Task details: Once you have read the data below, set it all down again exactly.

[Collected data entries]
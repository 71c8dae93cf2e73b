//! Strategy and namespace identifiers for save-directory discovery.

use std::fmt;

use serde::{Deserialize, Serialize};

/// Uninstall path shared by the 32-bit local-machine and current-user views.
const UNINSTALL_PATH: &str = r"SOFTWARE\Microsoft\Windows\CurrentVersion\Uninstall";

/// Uninstall path of the WOW64 local-machine view.
const UNINSTALL_PATH_WOW64: &str =
    r"SOFTWARE\Wow6432Node\Microsoft\Windows\CurrentVersion\Uninstall";

/// Registry root a namespace lives under.
#[derive(Clone, Copy, Debug, PartialEq, Eq, Hash)]
pub enum HiveRoot {
    LocalMachine,
    CurrentUser,
}

/// One uninstall-list namespace of the system registry.
#[derive(Clone, Copy, Debug, PartialEq, Eq, Hash, PartialOrd, Ord, Serialize, Deserialize)]
#[serde(rename_all = "kebab-case")]
pub enum UninstallHive {
    /// Local-machine list under `Wow6432Node` (registry-64).
    LocalMachineWow64,
    /// Local-machine list (registry-32).
    LocalMachine,
    /// Current-user list.
    CurrentUser,
}

impl UninstallHive {
    /// Fixed query order. Earlier namespaces shadow later ones.
    pub const ORDER: [UninstallHive; 3] = [
        UninstallHive::LocalMachineWow64,
        UninstallHive::LocalMachine,
        UninstallHive::CurrentUser,
    ];

    /// Root key of this namespace.
    pub fn root(self) -> HiveRoot {
        match self {
            Self::LocalMachineWow64 | Self::LocalMachine => HiveRoot::LocalMachine,
            Self::CurrentUser => HiveRoot::CurrentUser,
        }
    }

    /// Path of the uninstall list below [`UninstallHive::root`].
    pub fn path(self) -> &'static str {
        match self {
            Self::LocalMachineWow64 => UNINSTALL_PATH_WOW64,
            Self::LocalMachine | Self::CurrentUser => UNINSTALL_PATH,
        }
    }

    /// Short strategy name used in logs and CLI output.
    pub fn name(self) -> &'static str {
        match self {
            Self::LocalMachineWow64 => "registry-64",
            Self::LocalMachine => "registry-32",
            Self::CurrentUser => "registry-current-user",
        }
    }
}

impl fmt::Display for UninstallHive {
    fn fmt(&self, f: &mut fmt::Formatter<'_>) -> fmt::Result {
        f.write_str(self.name())
    }
}

/// A well-known parent folder that may hold the game install.
#[derive(Clone, Copy, Debug, PartialEq, Eq, Hash, PartialOrd, Ord, Serialize, Deserialize)]
#[serde(rename_all = "kebab-case")]
pub enum KnownFolder {
    /// The 32-bit program files directory (`ProgramFiles(x86)`).
    ProgramFilesX86,
    /// The user's desktop directory.
    Desktop,
}

impl KnownFolder {
    pub fn name(self) -> &'static str {
        match self {
            Self::ProgramFilesX86 => "program-files",
            Self::Desktop => "desktop",
        }
    }
}

impl fmt::Display for KnownFolder {
    fn fmt(&self, f: &mut fmt::Formatter<'_>) -> fmt::Result {
        f.write_str(self.name())
    }
}

/// One directory-lookup strategy.
#[derive(Clone, Copy, Debug, PartialEq, Eq, Hash, Serialize, Deserialize)]
#[serde(rename_all = "kebab-case")]
pub enum Candidate {
    /// Scan an uninstall list for the product.
    Registry(UninstallHive),
    /// Probe `<folder>/Cube World/Save` on disk.
    KnownFolder(KnownFolder),
}

impl Candidate {
    /// Fixed evaluation order. The first candidate to produce a path wins.
    pub const ORDER: [Candidate; 5] = [
        Candidate::Registry(UninstallHive::LocalMachineWow64),
        Candidate::Registry(UninstallHive::LocalMachine),
        Candidate::Registry(UninstallHive::CurrentUser),
        Candidate::KnownFolder(KnownFolder::ProgramFilesX86),
        Candidate::KnownFolder(KnownFolder::Desktop),
    ];

    pub fn name(self) -> &'static str {
        match self {
            Self::Registry(hive) => hive.name(),
            Self::KnownFolder(folder) => folder.name(),
        }
    }
}

impl fmt::Display for Candidate {
    fn fmt(&self, f: &mut fmt::Formatter<'_>) -> fmt::Result {
        f.write_str(self.name())
    }
}

#[cfg(test)]
mod tests {
    use super::*;

    #[test]
    fn registry_order_precedes_folders() {
        let names: Vec<&str> = Candidate::ORDER.iter().map(|c| c.name()).collect();
        assert_eq!(
            names,
            vec![
                "registry-64",
                "registry-32",
                "registry-current-user",
                "program-files",
                "desktop"
            ]
        );
    }

    #[test]
    fn candidate_order_covers_every_hive() {
        for (hive, candidate) in UninstallHive::ORDER.iter().zip(Candidate::ORDER.iter()) {
            assert_eq!(*candidate, Candidate::Registry(*hive));
        }
    }

    #[test]
    fn hive_paths_and_roots() {
        assert_eq!(UninstallHive::LocalMachineWow64.root(), HiveRoot::LocalMachine);
        assert!(UninstallHive::LocalMachineWow64.path().contains("Wow6432Node"));
        assert_eq!(UninstallHive::LocalMachine.root(), HiveRoot::LocalMachine);
        assert!(!UninstallHive::LocalMachine.path().contains("Wow6432Node"));
        assert_eq!(UninstallHive::CurrentUser.root(), HiveRoot::CurrentUser);
        assert_eq!(UninstallHive::CurrentUser.path(), UninstallHive::LocalMachine.path());
    }

    #[test]
    fn display_matches_name() {
        assert_eq!(UninstallHive::CurrentUser.to_string(), "registry-current-user");
        assert_eq!(KnownFolder::Desktop.to_string(), "desktop");
        assert_eq!(Candidate::KnownFolder(KnownFolder::ProgramFilesX86).to_string(), "program-files");
    }
}
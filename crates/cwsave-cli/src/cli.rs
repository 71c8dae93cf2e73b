use std::path::PathBuf;

use clap::{Args, Parser, Subcommand};

#[derive(Parser)]
#[command(
    name = "cwsave",
    about = "Find the Cube World save directory and list its characters",
    version,
)]
pub struct Cli {
    #[command(subcommand)]
    pub command: Command,

    #[arg(short, long, global = true)]
    pub verbose: bool,

    #[arg(long, global = true, default_value = "text")]
    pub format: OutputFormat,

    /// TOML file overriding the built-in search names
    #[arg(long, global = true)]
    pub config: Option<PathBuf>,
}

#[derive(Clone, Copy, Debug, PartialEq, Eq, clap::ValueEnum)]
pub enum OutputFormat {
    Text,
    Json,
}

#[derive(Subcommand)]
pub enum Command {
    /// Print the save directory and how it was found
    Locate,
    /// List every character in the database
    List(ListArgs),
    /// Show one character
    Show(ShowArgs),
}

#[derive(Args)]
pub struct ListArgs {
    /// Load this database instead of searching for one
    #[arg(long)]
    pub db: Option<PathBuf>,
}

#[derive(Args)]
pub struct ShowArgs {
    /// Position of the character in the list
    pub index: usize,
    /// Load this database instead of searching for one
    #[arg(long)]
    pub db: Option<PathBuf>,
}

Answer area:
repository 71c8dae93cf2e73b
//! Strategy and namespace identifiers for save-directory discovery.

use std::fmt;

use serde::{Deserialize, Serialize};

/// Uninstall path shared by the 32-bit local-machine and current-user views.
const UNINSTALL_PATH: &str = r"SOFTWARE\Microsoft\Windows\CurrentVersion\Uninstall";

/// Uninstall path of the WOW64 local-machine view.
const UNINSTALL_PATH_WOW64: &str =
    r"SOFTWARE\Wow6432Node\Microsoft\Windows\CurrentVersion\Uninstall";

/// Registry root a namespace lives under.
#[derive(Clone, Copy, Debug, PartialEq, Eq, Hash)]
pub enum HiveRoot {
    LocalMachine,
    CurrentUser,
}

/// One uninstall-list namespace of the system registry.
#[derive(Clone, Copy, Debug, PartialEq, Eq, Hash, PartialOrd, Ord, Serialize, Deserialize)]
#[serde(rename_all = "kebab-case")]
pub enum UninstallHive {
    /// Local-machine list under `Wow6432Node` (registry-64).
    LocalMachineWow64,
    /// Local-machine list (registry-32).
    LocalMachine,
    /// Current-user list.
    CurrentUser,
}

impl UninstallHive {
    /// Fixed query order. Earlier namespaces shadow later ones.
    pub const ORDER: [UninstallHive; 3] = [
        UninstallHive::LocalMachineWow64,
        UninstallHive::LocalMachine,
        UninstallHive::CurrentUser,
    ];

    /// Root key of this namespace.
    pub fn root(self) -> HiveRoot {
        match self {
            Self::LocalMachineWow64 | Self::LocalMachine => HiveRoot::LocalMachine,
            Self::CurrentUser => HiveRoot::CurrentUser,
        }
    }

    /// Path of the uninstall list below [`UninstallHive::root`].
    pub fn path(self) -> &'static str {
        match self {
            Self::LocalMachineWow64 => UNINSTALL_PATH_WOW64,
            Self::LocalMachine | Self::CurrentUser => UNINSTALL_PATH,
        }
    }

    /// Short strategy name used in logs and CLI output.
    pub fn name(self) -> &'static str {
        match self {
            Self::LocalMachineWow64 => "registry-64",
            Self::LocalMachine => "registry-32",
            Self::CurrentUser => "registry-current-user",
        }
    }
}

impl fmt::Display for UninstallHive {
    fn fmt(&self, f: &mut fmt::Formatter<'_>) -> fmt::Result {
        f.write_str(self.name())
    }
}

/// A well-known parent folder that may hold the game install.
#[derive(Clone, Copy, Debug, PartialEq, Eq, Hash, PartialOrd, Ord, Serialize, Deserialize)]
#[serde(rename_all = "kebab-case")]
pub enum KnownFolder {
    /// The 32-bit program files directory (`ProgramFiles(x86)`).
    ProgramFilesX86,
    /// The user's desktop directory.
    Desktop,
}

impl KnownFolder {
    pub fn name(self) -> &'static str {
        match self {
            Self::ProgramFilesX86 => "program-files",
            Self::Desktop => "desktop",
        }
    }
}

impl fmt::Display for KnownFolder {
    fn fmt(&self, f: &mut fmt::Formatter<'_>) -> fmt::Result {
        f.write_str(self.name())
    }
}

/// One directory-lookup strategy.
#[derive(Clone, Copy, Debug, PartialEq, Eq, Hash, Serialize, Deserialize)]
#[serde(rename_all = "kebab-case")]
pub enum Candidate {
    /// Scan an uninstall list for the product.
    Registry(UninstallHive),
    /// Probe `<folder>/Cube World/Save` on disk.
    KnownFolder(KnownFolder),
}

impl Candidate {
    /// Fixed evaluation order. The first candidate to produce a path wins.
    pub const ORDER: [Candidate; 5] = [
        Candidate::Registry(UninstallHive::LocalMachineWow64),
        Candidate::Registry(UninstallHive::LocalMachine),
        Candidate::Registry(UninstallHive::CurrentUser),
        Candidate::KnownFolder(KnownFolder::ProgramFilesX86),
        Candidate::KnownFolder(KnownFolder::Desktop),
    ];

    pub fn name(self) -> &'static str {
        match self {
            Self::Registry(hive) => hive.name(),
            Self::KnownFolder(folder) => folder.name(),
        }
    }
}

impl fmt::Display for Candidate {
    fn fmt(&self, f: &mut fmt::Formatter<'_>) -> fmt::Result {
        f.write_str(self.name())
    }
}

#[cfg(test)]
mod tests {
    use super::*;

    #[test]
    fn registry_order_precedes_folders() {
        let names: Vec<&str> = Candidate::ORDER.iter().map(|c| c.name()).collect();
        assert_eq!(
            names,
            vec![
                "registry-64",
                "registry-32",
                "registry-current-user",
                "program-files",
                "desktop"
            ]
        );
    }

    #[test]
    fn candidate_order_covers_every_hive() {
        for (hive, candidate) in UninstallHive::ORDER.iter().zip(Candidate::ORDER.iter()) {
            assert_eq!(*candidate, Candidate::Registry(*hive));
        }
    }

    #[test]
    fn hive_paths_and_roots() {
        assert_eq!(UninstallHive::LocalMachineWow64.root(), HiveRoot::LocalMachine);
        assert!(UninstallHive::LocalMachineWow64.path().contains("Wow6432Node"));
        assert_eq!(UninstallHive::LocalMachine.root(), HiveRoot::LocalMachine);
        assert!(!UninstallHive::LocalMachine.path().contains("Wow6432Node"));
        assert_eq!(UninstallHive::CurrentUser.root(), HiveRoot::CurrentUser);
        assert_eq!(UninstallHive::CurrentUser.path(), UninstallHive::LocalMachine.path());
    }

    #[test]
    fn display_matches_name() {
        assert_eq!(UninstallHive::CurrentUser.to_string(), "registry-current-user");
        assert_eq!(KnownFolder::Desktop.to_string(), "desktop");
        assert_eq!(Candidate::KnownFolder(KnownFolder::ProgramFilesX86).to_string(), "program-files");
    }
}
filename crates/cwsave-cli/src/cli.rs
repository 71c8dae93cf2e73b
use std::path::PathBuf;

use clap::{Args, Parser, Subcommand};

#[derive(Parser)]
#[command(
    name = "cwsave",
    about = "Find the Cube World save directory and list its characters",
    version,
)]
pub struct Cli {
    #[command(subcommand)]
    pub command: Command,

    #[arg(short, long, global = true)]
    pub verbose: bool,

    #[arg(long, global = true, default_value = "text")]
    pub format: OutputFormat,

    /// TOML file overriding the built-in search names
    #[arg(long, global = true)]
    pub config: Option<PathBuf>,
}

#[derive(Clone, Copy, Debug, PartialEq, Eq, clap::ValueEnum)]
pub enum OutputFormat {
    Text,
    Json,
}

#[derive(Subcommand)]
pub enum Command {
    /// Print the save directory and how it was found
    Locate,
    /// List every character in the database
    List(ListArgs),
    /// Show one character
    Show(ShowArgs),
}

#[derive(Args)]
pub struct ListArgs {
    /// Load this database instead of searching for one
    #[arg(long)]
    pub db: Option<PathBuf>,
}

#[derive(Args)]
pub struct ShowArgs {
    /// Position of the character in the list
    pub index: usize,
    /// Load this database instead of searching for one
    #[arg(long)]
    pub db: Option<PathBuf>,
}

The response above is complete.